Dataset entries:
== Segment start ==

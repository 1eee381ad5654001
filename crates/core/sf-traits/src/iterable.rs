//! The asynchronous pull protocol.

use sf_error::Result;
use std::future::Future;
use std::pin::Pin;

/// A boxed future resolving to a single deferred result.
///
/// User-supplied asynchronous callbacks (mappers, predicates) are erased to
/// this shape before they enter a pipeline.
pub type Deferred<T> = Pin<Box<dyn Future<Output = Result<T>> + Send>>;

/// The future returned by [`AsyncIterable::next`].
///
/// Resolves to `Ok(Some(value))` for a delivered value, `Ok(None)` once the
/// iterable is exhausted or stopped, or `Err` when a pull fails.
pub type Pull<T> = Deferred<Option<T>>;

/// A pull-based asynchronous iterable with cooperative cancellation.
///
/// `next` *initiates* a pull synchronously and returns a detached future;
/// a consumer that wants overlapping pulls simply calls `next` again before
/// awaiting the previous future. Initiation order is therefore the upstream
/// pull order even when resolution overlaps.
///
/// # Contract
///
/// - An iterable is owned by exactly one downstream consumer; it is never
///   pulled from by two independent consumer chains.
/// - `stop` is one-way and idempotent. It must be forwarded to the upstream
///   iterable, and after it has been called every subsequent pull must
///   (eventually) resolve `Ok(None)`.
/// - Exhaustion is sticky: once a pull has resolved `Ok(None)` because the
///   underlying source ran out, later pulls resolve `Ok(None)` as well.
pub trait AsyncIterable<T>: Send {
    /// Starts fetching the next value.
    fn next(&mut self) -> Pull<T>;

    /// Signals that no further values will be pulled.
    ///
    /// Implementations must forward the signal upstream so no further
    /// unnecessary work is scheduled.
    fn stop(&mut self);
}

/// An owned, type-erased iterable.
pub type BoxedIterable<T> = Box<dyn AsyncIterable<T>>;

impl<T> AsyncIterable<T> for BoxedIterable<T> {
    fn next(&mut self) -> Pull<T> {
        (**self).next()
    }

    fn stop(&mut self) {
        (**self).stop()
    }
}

== Segment end ==

Could you copy exactly the lines from the one containing "impl<T> AsyncIterable<T> for" through the end of the records above, and nothing more?

impl<T> AsyncIterable<T> for BoxedIterable<T> {
    fn next(&mut self) -> Pull<T> {
        (**self).next()
    }

    fn stop(&mut self) {
        (**self).stop()
    }
}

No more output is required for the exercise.